== Data excerpts

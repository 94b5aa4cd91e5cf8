//! Deployment pipeline: drives the cluster through its phases.
//!
//! ```text
//! Idle → Bootstrapping → ProxyDeploying → StorageDeploying
//!      → RegistryDeploying → AwaitingExternalHealth → Ready
//! ```
//!
//! Any phase may fail; the pipeline then tears the instance down (or keeps
//! it, if configured and the agents came up). `Stopped` follows an explicit
//! stop.

use std::fmt;
use std::sync::{Arc, Mutex, PoisonError};
use std::time::Duration;

use tokio::sync::watch;
use tokio::time::Instant;
use tracing::{error, info, warn};

use devgrid_core::config::FailurePolicy;
use devgrid_core::duration::require_duration;
use devgrid_core::{AgentRole, DevgridConfig, JobRole, Stage};
use devgrid_exec::{
    CommandRunner, ProcessSpawner, TerminationPolicy, TokioRunner, TokioSpawner,
};
use devgrid_health::{
    HttpProber, HyperProber, PollPolicy, PollSummary, http_outcome, poll_until_ready,
};

use crate::bootstrap::Bootstrapper;
use crate::deployer::{Deployment, JobDeployer};
use crate::error::{DevgridError, DevgridResult};
use crate::instance::Instance;
use crate::lifecycle::{BootstrapTicket, LifecycleManager, StopOutcome};

/// Current phase of the pipeline.
#[derive(Debug, Clone, PartialEq, Eq)]
pub enum PipelinePhase {
    Idle,
    Bootstrapping,
    ProxyDeploying,
    StorageDeploying,
    RegistryDeploying,
    AwaitingExternalHealth,
    Ready,
    Failed { stage: Stage, reason: String },
    Stopped,
}

impl PipelinePhase {
    pub fn deploying(role: JobRole) -> Self {
        match role {
            JobRole::Proxy => PipelinePhase::ProxyDeploying,
            JobRole::Storage => PipelinePhase::StorageDeploying,
            JobRole::Registry => PipelinePhase::RegistryDeploying,
        }
    }

    pub fn is_terminal(&self) -> bool {
        matches!(
            self,
            PipelinePhase::Ready | PipelinePhase::Failed { .. } | PipelinePhase::Stopped
        )
    }
}

impl fmt::Display for PipelinePhase {
    fn fmt(&self, f: &mut fmt::Formatter<'_>) -> fmt::Result {
        match self {
            PipelinePhase::Idle => f.write_str("idle"),
            PipelinePhase::Bootstrapping => f.write_str("starting agents"),
            PipelinePhase::ProxyDeploying => f.write_str("deploying proxy"),
            PipelinePhase::StorageDeploying => f.write_str("deploying storage"),
            PipelinePhase::RegistryDeploying => f.write_str("deploying registry"),
            PipelinePhase::AwaitingExternalHealth => f.write_str("waiting for external health"),
            PipelinePhase::Ready => f.write_str("ready"),
            PipelinePhase::Failed { stage, reason } => write!(f, "failed during {stage}: {reason}"),
            PipelinePhase::Stopped => f.write_str("stopped"),
        }
    }
}

/// Called on every phase transition.
pub type PhaseObserver = Arc<dyn Fn(&PipelinePhase) + Send + Sync>;

/// Everything the pipeline talks to outside the process.
#[derive(Clone)]
pub struct PipelineDeps {
    pub runner: Arc<dyn CommandRunner>,
    pub spawner: Arc<dyn ProcessSpawner>,
    pub prober: Arc<dyn HttpProber>,
}

impl PipelineDeps {
    /// Real commands, real processes, real HTTP.
    pub fn system(config: &DevgridConfig) -> DevgridResult<Self> {
        let timeout = config
            .scheduler
            .command_timeout
            .as_deref()
            .map(|value| require_duration("scheduler.command_timeout", value))
            .transpose()?;
        Ok(Self {
            runner: Arc::new(TokioRunner::new().with_timeout(timeout)),
            spawner: Arc::new(TokioSpawner),
            prober: Arc::new(HyperProber),
        })
    }
}

/// Result of a pipeline that reached `Ready`.
#[derive(Debug, Clone)]
pub struct PipelineReport {
    pub deployments: Vec<Deployment>,
    /// `None` when the external check is disabled.
    pub external_health: Option<PollSummary>,
    pub discovery_pid: Option<u32>,
    pub scheduler_pid: Option<u32>,
    pub elapsed: Duration,
}

/// Bootstraps the cluster and deploys the job sequence on it.
pub struct Pipeline {
    config: DevgridConfig,
    deps: PipelineDeps,
    membership: PollPolicy,
    job_health: PollPolicy,
    external_health: PollPolicy,
    request_timeout: Duration,
    termination: TerminationPolicy,
    observer: Option<PhaseObserver>,
    phase: Mutex<PipelinePhase>,
}

impl Pipeline {
    pub fn new(config: DevgridConfig, deps: PipelineDeps) -> DevgridResult<Self> {
        config.validate()?;
        let polling = &config.polling;
        Ok(Self {
            membership: PollPolicy::from_config("polling.membership", &polling.membership)?,
            job_health: PollPolicy::from_config("polling.job_health", &polling.job_health)?,
            external_health: PollPolicy::from_config(
                "polling.external_health",
                &polling.external_health,
            )?,
            request_timeout: require_duration(
                "external_health.request_timeout",
                &config.external_health.request_timeout,
            )?,
            termination: TerminationPolicy::from_config(&config.termination)?,
            config,
            deps,
            observer: None,
            phase: Mutex::new(PipelinePhase::Idle),
        })
    }

    pub fn with_observer(mut self, observer: PhaseObserver) -> Self {
        self.observer = Some(observer);
        self
    }

    pub fn config(&self) -> &DevgridConfig {
        &self.config
    }

    pub fn termination_policy(&self) -> &TerminationPolicy {
        &self.termination
    }

    pub fn phase(&self) -> PipelinePhase {
        self.phase
            .lock()
            .unwrap_or_else(PoisonError::into_inner)
            .clone()
    }

    fn transition(&self, next: PipelinePhase) {
        info!(phase = %next, "pipeline phase");
        *self.phase.lock().unwrap_or_else(PoisonError::into_inner) = next.clone();
        if let Some(observer) = &self.observer {
            observer(&next);
        }
    }

    /// Run every stage in order.
    ///
    /// The instance is published to `manager` only once every readiness
    /// check passed (or on failure under `on_failure = "keep"`).
    pub async fn run(&self, manager: &LifecycleManager) -> DevgridResult<PipelineReport> {
        let ticket = manager.begin().await?;
        let mut cancel = ticket.cancellation();
        let mut instance = Instance::new();
        let started = Instant::now();

        self.transition(PipelinePhase::Bootstrapping);
        let bootstrapper = Bootstrapper::new(
            &self.config,
            self.deps.runner.as_ref(),
            self.deps.spawner.as_ref(),
            &self.membership,
        );
        if let Err(err) = bootstrapper.run(&mut instance, &mut cancel).await {
            return Err(self.fail(manager, ticket, instance, err, false).await);
        }

        let deployer = JobDeployer::new(&self.config, self.deps.runner.as_ref(), &self.job_health);
        let mut deployments = Vec::with_capacity(JobRole::SEQUENCE.len());
        for role in JobRole::SEQUENCE {
            self.transition(PipelinePhase::deploying(role));
            let job = self.config.jobs.descriptor(role, &self.config.cluster);
            match deployer.deploy(role, &job, &mut cancel).await {
                Ok(deployment) => deployments.push(deployment),
                Err(err) => return Err(self.fail(manager, ticket, instance, err, true).await),
            }
        }

        let external_health = if self.config.external_health.enabled {
            self.transition(PipelinePhase::AwaitingExternalHealth);
            match self.await_external_health(&mut cancel).await {
                Ok(summary) => Some(summary),
                Err(err) => return Err(self.fail(manager, ticket, instance, err, true).await),
            }
        } else {
            None
        };

        let report = PipelineReport {
            deployments,
            external_health,
            discovery_pid: instance.pid(AgentRole::Discovery),
            scheduler_pid: instance.pid(AgentRole::Scheduler),
            elapsed: started.elapsed(),
        };
        if let Err(err) = manager.publish(ticket, instance).await {
            let stage = err.stage().unwrap_or(Stage::Bootstrap);
            self.transition(PipelinePhase::Failed {
                stage,
                reason: err.to_string(),
            });
            return Err(err);
        }

        self.transition(PipelinePhase::Ready);
        info!(elapsed = ?report.elapsed, "cluster ready");
        Ok(report)
    }

    async fn await_external_health(
        &self,
        cancel: &mut watch::Receiver<bool>,
    ) -> DevgridResult<PollSummary> {
        let prober = self.deps.prober.as_ref();
        let url = self.config.external_health.url.as_str();
        let expect = self.config.external_health.expect_body.as_str();
        let timeout = self.request_timeout;

        poll_until_ready("external health", &self.external_health, cancel, || async move {
            http_outcome(prober.get(url, timeout).await, expect)
        })
        .await
        .map_err(|e| DevgridError::from_poll(Stage::ExternalHealth, e))
    }

    /// Record the failure and dispose of the instance per the failure policy.
    async fn fail(
        &self,
        manager: &LifecycleManager,
        ticket: BootstrapTicket,
        mut instance: Instance,
        err: DevgridError,
        agents_up: bool,
    ) -> DevgridError {
        let stage = err.stage().unwrap_or(Stage::Bootstrap);
        warn!(%stage, error = %err, "pipeline failed");
        self.transition(PipelinePhase::Failed {
            stage,
            reason: err.to_string(),
        });

        let keep = self.config.cluster.on_failure == FailurePolicy::Keep;
        if keep && agents_up && !err.is_cancelled() {
            warn!("keeping the instance running, stop it to clean up");
            if let Err(publish_err) = manager.publish(ticket, instance).await {
                error!(error = %publish_err, "failed to keep instance");
            }
            return err;
        }

        let report = instance.stop(&self.termination).await;
        if let Err(stop_err) = report.into_result() {
            error!(error = %stop_err, "teardown incomplete");
        }
        manager.abandon(ticket).await;
        err
    }

    /// Stop the active instance (or cancel the bootstrap in flight).
    pub async fn stop(&self, manager: &LifecycleManager) -> DevgridResult<StopOutcome> {
        let outcome = manager.stop_active().await;
        if let StopOutcome::Stopped(report) = outcome {
            self.transition(PipelinePhase::Stopped);
            report.into_result()?;
        }
        Ok(outcome)
    }
}

#[cfg(test)]
mod tests {
    use super::*;

    #[test]
    fn phase_names() {
        assert_eq!(PipelinePhase::deploying(JobRole::Storage), PipelinePhase::StorageDeploying);
        assert_eq!(PipelinePhase::RegistryDeploying.to_string(), "deploying registry");
        let failed = PipelinePhase::Failed {
            stage: Stage::Deploy(JobRole::Proxy),
            reason: "boom".into(),
        };
        assert_eq!(failed.to_string(), "failed during proxy deployment: boom");
        assert!(failed.is_terminal());
        assert!(!PipelinePhase::Bootstrapping.is_terminal());
    }

    #[test]
    fn system_deps_reject_bad_timeout() {
        let mut config = DevgridConfig::default();
        config.scheduler.command_timeout = Some("soon".into());
        assert!(matches!(
            PipelineDeps::system(&config),
            Err(DevgridError::Config(_))
        ));
    }

    #[test]
    fn invalid_config_is_rejected() {
        let mut config = DevgridConfig::default();
        config.polling.job_health.interval = "often".into();
        let deps = PipelineDeps::system(&DevgridConfig::default()).unwrap();
        assert!(matches!(Pipeline::new(config, deps), Err(DevgridError::Config(_))));
    }
}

====

Requirement: Work out how many lines in the entries hold the string "CommandRunner". Your answer should consist solely of that number.

Solution: 2